▸ **Information shown**
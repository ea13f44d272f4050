use serde::{Deserialize, Serialize};

/// Who produced a piece of content in the dialogue.
#[derive(Debug, Copy, Clone, PartialEq, Eq, Hash, Serialize, Deserialize)]
#[serde(rename_all = "lowercase")]
pub enum Role {
    /// The person talking to the agent.
    User,

    /// The model.
    Model,
}

/// One part of a content entry.
///
/// Only text parts are produced by this crate. Parts of any other kind that
/// come back from the API deserialize with `text` unset and are ignored.
#[derive(Debug, Clone, Default, PartialEq, Serialize, Deserialize)]
#[serde(rename_all = "camelCase")]
pub struct Part {
    /// Text of the part.
    #[serde(default, skip_serializing_if = "Option::is_none")]
    pub text: Option<String>,

    /// Set on parts that carry the model's internal reasoning.
    #[serde(default, skip_serializing_if = "Option::is_none")]
    pub thought: Option<bool>,
}

impl Part {
    /// Create a text part.
    pub fn text(text: impl Into<String>) -> Self {
        Self {
            text: Some(text.into()),
            thought: None,
        }
    }

    /// Returns true when this part carries reasoning rather than reply text.
    pub fn is_thought(&self) -> bool {
        self.thought.unwrap_or(false)
    }
}

/// A single turn (or the system instruction) in Gemini's wire format.
#[derive(Debug, Clone, Default, PartialEq, Serialize, Deserialize)]
pub struct Content {
    /// Role of the producer. Absent on system instructions.
    #[serde(default, skip_serializing_if = "Option::is_none")]
    pub role: Option<Role>,

    /// The parts making up this content.
    #[serde(default)]
    pub parts: Vec<Part>,
}

impl Content {
    /// Create a single-part text content with the given role.
    pub fn new_with_text(text: impl Into<String>, role: Role) -> Self {
        Self {
            role: Some(role),
            parts: vec![Part::text(text)],
        }
    }

    /// Create a user turn.
    pub fn user(text: impl Into<String>) -> Self {
        Self::new_with_text(text, Role::User)
    }

    /// Create a model turn.
    pub fn model(text: impl Into<String>) -> Self {
        Self::new_with_text(text, Role::Model)
    }

    /// Create a system instruction, which carries no role.
    pub fn system(text: impl Into<String>) -> Self {
        Self {
            role: None,
            parts: vec![Part::text(text)],
        }
    }

    /// Concatenated text of all non-thought parts, if any carry text.
    pub fn text(&self) -> Option<String> {
        let mut out: Option<String> = None;
        for part in self.parts.iter().filter(|part| !part.is_thought()) {
            if let Some(text) = &part.text {
                out.get_or_insert_with(String::new).push_str(text);
            }
        }
        out
    }
}

#[cfg(test)]
mod tests {
    use super::*;
    use serde_json::{json, to_value};

    #[test]
    fn user_content_wire_format() {
        let content = Content::user("Qual o valor?");
        assert_eq!(
            to_value(&content).unwrap(),
            json!({"role": "user", "parts": [{"text": "Qual o valor?"}]})
        );
    }

    #[test]
    fn system_content_has_no_role() {
        let content = Content::system("Be persuasive.");
        assert_eq!(
            to_value(&content).unwrap(),
            json!({"parts": [{"text": "Be persuasive."}]})
        );
    }

    #[test]
    fn text_skips_thoughts_and_non_text_parts() {
        let content: Content = serde_json::from_value(json!({
            "role": "model",
            "parts": [
                {"text": "planning...", "thought": true},
                {"text": "Hello "},
                {"inlineData": {"mimeType": "image/png", "data": "AAAA"}},
                {"text": "there"}
            ]
        }))
        .unwrap();
        assert_eq!(content.text(), Some("Hello there".to_string()));
    }

    #[test]
    fn text_is_none_without_text_parts() {
        let content = Content {
            role: Some(Role::Model),
            parts: vec![],
        };
        assert_eq!(content.text(), None);
    }
}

▸ **Requirement**
Without any alteration, the preceding material should be retyped in full.

▸ **Solution**
repository ea13f44d272f4050
use serde::{Deserialize, Serialize};

/// Who produced a piece of content in the dialogue.
#[derive(Debug, Copy, Clone, PartialEq, Eq, Hash, Serialize, Deserialize)]
#[serde(rename_all = "lowercase")]
pub enum Role {
    /// The person talking to the agent.
    User,

    /// The model.
    Model,
}

/// One part of a content entry.
///
/// Only text parts are produced by this crate. Parts of any other kind that
/// come back from the API deserialize with `text` unset and are ignored.
#[derive(Debug, Clone, Default, PartialEq, Serialize, Deserialize)]
#[serde(rename_all = "camelCase")]
pub struct Part {
    /// Text of the part.
    #[serde(default, skip_serializing_if = "Option::is_none")]
    pub text: Option<String>,

    /// Set on parts that carry the model's internal reasoning.
    #[serde(default, skip_serializing_if = "Option::is_none")]
    pub thought: Option<bool>,
}

impl Part {
    /// Create a text part.
    pub fn text(text: impl Into<String>) -> Self {
        Self {
            text: Some(text.into()),
            thought: None,
        }
    }

    /// Returns true when this part carries reasoning rather than reply text.
    pub fn is_thought(&self) -> bool {
        self.thought.unwrap_or(false)
    }
}

/// A single turn (or the system instruction) in Gemini's wire format.
#[derive(Debug, Clone, Default, PartialEq, Serialize, Deserialize)]
pub struct Content {
    /// Role of the producer. Absent on system instructions.
    #[serde(default, skip_serializing_if = "Option::is_none")]
    pub role: Option<Role>,

    /// The parts making up this content.
    #[serde(default)]
    pub parts: Vec<Part>,
}

impl Content {
    /// Create a single-part text content with the given role.
    pub fn new_with_text(text: impl Into<String>, role: Role) -> Self {
        Self {
            role: Some(role),
            parts: vec![Part::text(text)],
        }
    }

    /// Create a user turn.
    pub fn user(text: impl Into<String>) -> Self {
        Self::new_with_text(text, Role::User)
    }

    /// Create a model turn.
    pub fn model(text: impl Into<String>) -> Self {
        Self::new_with_text(text, Role::Model)
    }

    /// Create a system instruction, which carries no role.
    pub fn system(text: impl Into<String>) -> Self {
        Self {
            role: None,
            parts: vec![Part::text(text)],
        }
    }

    /// Concatenated text of all non-thought parts, if any carry text.
    pub fn text(&self) -> Option<String> {
        let mut out: Option<String> = None;
        for part in self.parts.iter().filter(|part| !part.is_thought()) {
            if let Some(text) = &part.text {
                out.get_or_insert_with(String::new).push_str(text);
            }
        }
        out
    }
}

#[cfg(test)]
mod tests {
    use super::*;
    use serde_json::{json, to_value};

    #[test]
    fn user_content_wire_format() {
        let content = Content::user("Qual o valor?");
        assert_eq!(
            to_value(&content).unwrap(),
            json!({"role": "user", "parts": [{"text": "Qual o valor?"}]})
        );
    }

    #[test]
    fn system_content_has_no_role() {
        let content = Content::system("Be persuasive.");
        assert_eq!(
            to_value(&content).unwrap(),
            json!({"parts": [{"text": "Be persuasive."}]})
        );
    }

    #[test]
    fn text_skips_thoughts_and_non_text_parts() {
        let content: Content = serde_json::from_value(json!({
            "role": "model",
            "parts": [
                {"text": "planning...", "thought": true},
                {"text": "Hello "},
                {"inlineData": {"mimeType": "image/png", "data": "AAAA"}},
                {"text": "there"}
            ]
        }))
        .unwrap();
        assert_eq!(content.text(), Some("Hello there".to_string()));
    }

    #[test]
    fn text_is_none_without_text_parts() {
        let content = Content {
            role: Some(Role::Model),
            parts: vec![],
        };
        assert_eq!(content.text(), None);
    }
}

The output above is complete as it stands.